As a former Slade Professor of Fine Art at Oxford, he was fascinated by the symbolism of clothes. “On the subject of dress almost no one, for one or another reason, feels truly indifferent: if their own clothes do not concern them, somebody else’s do.”
This power, this ability to reach us both internally and externally has preoccupied many academics, theorists and philosophers. French theorist Roland Barthes, in his seminal publication The Language of Fashion, explored fashion as a language. Using semiology as a basis Barthes investigates how:
“Clothing concerns all of the human person, all of the body, all the relationships of man to body as well as the relationships of the body to society.”
He suggests that dressing is a personal act where we as individuals adopt and put on the clothes that reflect the social group we are a part of, whilst the dress itself is the reserve, part of the collections of items that we draw from. For Barthes fashion can either be part of a dress object that has been developed by specialists – the designer, the more elitist top-down approach – or it can be created as part of the act of dressing: as individuals decide to adopt and adapt an item of clothing, creating a bottom up or the so called street fashion. The importance of developing your own philosophical message around fashion is that you don’t have to be bound by a designer or fashion journalist’s views. They might inspire or give insight but we no longer have to feel pressurised to wear an item of clothing no matter how unflattering or uncomfortable it might be.

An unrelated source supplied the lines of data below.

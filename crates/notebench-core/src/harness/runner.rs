use std::path::PathBuf;
use std::sync::atomic::{AtomicU64, Ordering};
use std::sync::Arc;
use std::time::{Duration, Instant};

use rand::Rng;
use tokio::io::AsyncWriteExt;
use tokio::sync::mpsc;
use tokio::task::JoinSet;
use tokio::time::{interval, sleep, MissedTickBehavior};
use tokio_util::sync::CancellationToken;
use tracing::{info, warn};

use crate::error::NotebenchError;
use crate::harness::recorder::{format_row, RequestEvent, StatsRecorder, STATS_HEADER};
use crate::harness::usage::{run_sampler, ContainerPair};
use crate::harness::FLUSH_INTERVAL;
use crate::run::{RESOURCE_USAGE_FILE, STATS_HISTORY_FILE};
use crate::scenario::{HttpMethod, Scenario, ScenarioTask};

// ---------------------------------------------------------------------------
// Configuration and outcome
// ---------------------------------------------------------------------------

/// Everything one harness execution needs: the workload, the target, the
/// load parameters and the output directory.
pub struct HarnessConfig {
    pub scenario: Scenario,
    pub base_url: String,
    pub users: u32,
    /// Users spawned per second during ramp-up.
    pub spawn_rate: f64,
    pub duration: Duration,
    pub out_dir: PathBuf,
    /// When set, a sampler writes the resource-usage CSV alongside the
    /// stats history.
    pub containers: Option<ContainerPair>,
}

impl HarnessConfig {
    /// Build a config from a scenario, using its load parameters as defaults.
    pub fn from_scenario(scenario: Scenario, base_url: String, out_dir: PathBuf) -> Self {
        let users = scenario.users;
        let spawn_rate = scenario.spawn_rate;
        let duration = Duration::from_secs(scenario.duration_secs);
        Self {
            scenario,
            base_url,
            users,
            spawn_rate,
            duration,
            out_dir,
            containers: None,
        }
    }
}

/// What a finished run produced.
#[derive(Debug)]
pub struct HarnessOutcome {
    pub stats_path: PathBuf,
    pub resource_path: Option<PathBuf>,
    pub total_requests: u64,
    pub total_failures: u64,
    pub mean_response_ms: Option<f64>,
}

// ---------------------------------------------------------------------------
// Public entry point
// ---------------------------------------------------------------------------

/// Execute a scenario: spawn the virtual users, aggregate their request
/// events, and write the stats-history CSV (plus the resource-usage CSV when
/// containers are configured) under the output directory.
pub async fn run_scenario(config: HarnessConfig) -> Result<HarnessOutcome, NotebenchError> {
    config.scenario.validate()?;
    if config.users == 0 {
        return Err(NotebenchError::InvalidScenario(
            "user count must be positive".to_string(),
        ));
    }
    if config.spawn_rate <= 0.0 {
        return Err(NotebenchError::InvalidScenario(
            "spawn rate must be positive".to_string(),
        ));
    }

    tokio::fs::create_dir_all(&config.out_dir).await?;
    let stats_path = config.out_dir.join(STATS_HISTORY_FILE);
    let mut stats_file = tokio::fs::OpenOptions::new()
        .create(true)
        .write(true)
        .truncate(true)
        .open(&stats_path)
        .await?;
    stats_file.write_all(STATS_HEADER.as_bytes()).await?;
    stats_file.write_all(b"\n").await?;

    let client = Arc::new(
        reqwest::Client::builder()
            .timeout(Duration::from_secs(30))
            .pool_max_idle_per_host(100)
            .pool_idle_timeout(Duration::from_secs(90))
            .user_agent(format!("notebench/{}", env!("CARGO_PKG_VERSION")))
            .gzip(true)
            .brotli(true)
            .build()?,
    );

    let cancel = CancellationToken::new();
    let (event_tx, mut event_rx) = mpsc::channel::<RequestEvent>(4096);
    let active_users = Arc::new(AtomicU64::new(0));

    // End the run at the configured duration.
    let deadline_cancel = cancel.clone();
    let duration = config.duration;
    tokio::spawn(async move {
        sleep(duration).await;
        deadline_cancel.cancel();
    });

    // Resource sampler, when containers are named.
    let resource_path = config.containers.as_ref().map(|_| config.out_dir.join(RESOURCE_USAGE_FILE));
    let sampler_task = config.containers.clone().map(|containers| {
        let path = config.out_dir.join(RESOURCE_USAGE_FILE);
        let cancel = cancel.clone();
        tokio::spawn(async move { run_sampler(&path, containers, cancel).await })
    });

    info!(
        scenario = %config.scenario.name,
        url = %config.base_url,
        users = config.users,
        spawn_rate = config.spawn_rate,
        duration_secs = config.duration.as_secs(),
        "starting run"
    );

    // Ramp users up in a task of its own so aggregation starts immediately.
    let spawner = tokio::spawn(spawn_users(
        config.users,
        config.spawn_rate,
        Arc::new(config.scenario.tasks.clone()),
        (config.scenario.wait_min_ms, config.scenario.wait_max_ms),
        Arc::new(config.base_url.clone()),
        Arc::clone(&client),
        cancel.clone(),
        event_tx,
        Arc::clone(&active_users),
    ));

    // Aggregation loop: drain events, flush a stats row on each tick.
    let mut recorder = StatsRecorder::new(FLUSH_INTERVAL.as_secs_f64());
    let mut ticker = interval(FLUSH_INTERVAL);
    ticker.set_missed_tick_behavior(MissedTickBehavior::Skip);
    ticker.tick().await;
    loop {
        tokio::select! {
            event = event_rx.recv() => match event {
                Some(event) => recorder.record(&event),
                None => break,
            },
            _ = ticker.tick() => {
                let row = recorder.flush(
                    chrono::Utc::now().timestamp(),
                    active_users.load(Ordering::Relaxed),
                );
                stats_file.write_all(format_row(&row).as_bytes()).await?;
                stats_file.write_all(b"\n").await?;
            }
        }
    }

    // Final partial window.
    let row = recorder.flush(chrono::Utc::now().timestamp(), 0);
    stats_file.write_all(format_row(&row).as_bytes()).await?;
    stats_file.write_all(b"\n").await?;
    stats_file.flush().await?;

    if let Err(error) = spawner.await {
        warn!(%error, "user spawner task panicked");
    }
    if let Some(task) = sampler_task {
        match task.await {
            Ok(Ok(())) => {}
            Ok(Err(error)) => warn!(%error, "resource sampler failed"),
            Err(error) => warn!(%error, "resource sampler task panicked"),
        }
    }

    info!(
        requests = recorder.total_requests(),
        failures = recorder.total_failures(),
        "run finished"
    );
    Ok(HarnessOutcome {
        stats_path,
        resource_path,
        total_requests: recorder.total_requests(),
        total_failures: recorder.total_failures(),
        mean_response_ms: recorder.mean_response_ms(),
    })
}

// ---------------------------------------------------------------------------
// Virtual users
// ---------------------------------------------------------------------------

/// Spawn `users` virtual users staggered at `spawn_rate` per second and wait
/// for all of them to finish. Holds the only long-lived event sender, so the
/// channel closes once the last user exits.
#[allow(clippy::too_many_arguments)]
async fn spawn_users(
    users: u32,
    spawn_rate: f64,
    tasks: Arc<Vec<ScenarioTask>>,
    wait_range: (u64, u64),
    base_url: Arc<String>,
    client: Arc<reqwest::Client>,
    cancel: CancellationToken,
    event_tx: mpsc::Sender<RequestEvent>,
    active_users: Arc<AtomicU64>,
) {
    let total_weight: u32 = tasks.iter().map(|t| t.weight).sum();
    let ramp_delay = Duration::from_secs_f64(1.0 / spawn_rate);

    let mut join_set: JoinSet<()> = JoinSet::new();
    for user_id in 0..users {
        if cancel.is_cancelled() {
            break;
        }
        if user_id > 0 && !ramp_delay.is_zero() {
            tokio::select! {
                _ = sleep(ramp_delay) => {}
                _ = cancel.cancelled() => break,
            }
        }

        let client = Arc::clone(&client);
        let tasks = Arc::clone(&tasks);
        let base_url = Arc::clone(&base_url);
        let tx = event_tx.clone();
        let cancel = cancel.clone();
        let active = Arc::clone(&active_users);

        active.fetch_add(1, Ordering::Relaxed);
        join_set.spawn(async move {
            run_user(base_url, tasks, total_weight, wait_range, client, cancel, tx).await;
            active.fetch_sub(1, Ordering::Relaxed);
        });
    }
    drop(event_tx);

    while join_set.join_next().await.is_some() {}
}

/// One virtual user: loop over weighted task picks with a wait between
/// iterations until cancelled. Checked between requests, never mid-request.
async fn run_user(
    base_url: Arc<String>,
    tasks: Arc<Vec<ScenarioTask>>,
    total_weight: u32,
    wait_range: (u64, u64),
    client: Arc<reqwest::Client>,
    cancel: CancellationToken,
    tx: mpsc::Sender<RequestEvent>,
) {
    loop {
        if cancel.is_cancelled() {
            return;
        }

        let roll = rand::thread_rng().gen_range(0..total_weight);
        let task = pick_task(&tasks, roll);
        let event = execute_task(task, &base_url, &client).await;
        // A closed channel means the aggregation loop is gone; stop quietly.
        if tx.send(event).await.is_err() {
            return;
        }

        let wait_ms = if wait_range.0 == wait_range.1 {
            wait_range.0
        } else {
            rand::thread_rng().gen_range(wait_range.0..=wait_range.1)
        };
        tokio::select! {
            _ = sleep(Duration::from_millis(wait_ms)) => {}
            _ = cancel.cancelled() => return,
        }
    }
}

/// Weighted task pick. `roll` must be in `[0, total_weight)`; zero-weight
/// tasks are never chosen. `tasks` must be non-empty, which scenario
/// validation guarantees.
fn pick_task(tasks: &[ScenarioTask], roll: u32) -> &ScenarioTask {
    let mut remaining = roll;
    let mut fallback = &tasks[0];
    for task in tasks {
        if task.weight == 0 {
            continue;
        }
        fallback = task;
        if remaining < task.weight {
            return task;
        }
        remaining -= task.weight;
    }
    fallback
}

/// Send one task's request and turn the outcome into an event. Network
/// errors are captured in the event, never propagated.
async fn execute_task(
    task: &ScenarioTask,
    base_url: &str,
    client: &reqwest::Client,
) -> RequestEvent {
    let url = join_url(base_url, &task.path);
    let method = match task.method {
        HttpMethod::Get => reqwest::Method::GET,
        HttpMethod::Post => reqwest::Method::POST,
        HttpMethod::Put => reqwest::Method::PUT,
        HttpMethod::Delete => reqwest::Method::DELETE,
    };

    let mut builder = client.request(method, &url);
    if let Some(body) = &task.body {
        builder = builder.json(body);
    }

    let start = Instant::now();
    match builder.send().await {
        Ok(response) => {
            let status = response.status().as_u16();
            match response.bytes().await {
                Ok(bytes) => RequestEvent {
                    task: task.name.clone(),
                    status: Some(status),
                    elapsed_ms: start.elapsed().as_millis() as u64,
                    size_bytes: bytes.len() as u64,
                    error: None,
                },
                Err(error) => RequestEvent {
                    task: task.name.clone(),
                    status: Some(status),
                    elapsed_ms: start.elapsed().as_millis() as u64,
                    size_bytes: 0,
                    error: Some(format!("error reading response body: {error}")),
                },
            }
        }
        Err(error) => RequestEvent {
            task: task.name.clone(),
            status: None,
            elapsed_ms: start.elapsed().as_millis() as u64,
            size_bytes: 0,
            error: Some(format!("network error: {error}")),
        },
    }
}

/// Join a base URL and a task path without doubling the slash between them.
fn join_url(base: &str, path: &str) -> String {
    format!("{}/{}", base.trim_end_matches('/'), path.trim_start_matches('/'))
}

// ---------------------------------------------------------------------------
// Tests
// ---------------------------------------------------------------------------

Descartes’ great statement –
“I think therefore I am”
was contained in his Meditations – a philosophical treatise that was a re-thinking of previous Western philosophical thought. Appropriated by the American conceptual artist Barbara Kruger into the feminist and political challenge to existing stereotypes “I shop therefore I am”, she challenged us to evaluate our belief systems critically. At a time when we are again assessing our relationship with the world around us and the philosophical underpinning of our lives, the part that our clothes play in our interaction with the world’s physical resources, the people that made them and how we communicate these values to our peers and colleagues is coming under the spotlight. If as American media guru Marshall McLuhan put it the “The medium is the message” and if we accept Barthes argument that fashion and clothing is a language then we should more knowingly exploit this to develop our own language and philosophy around clothes.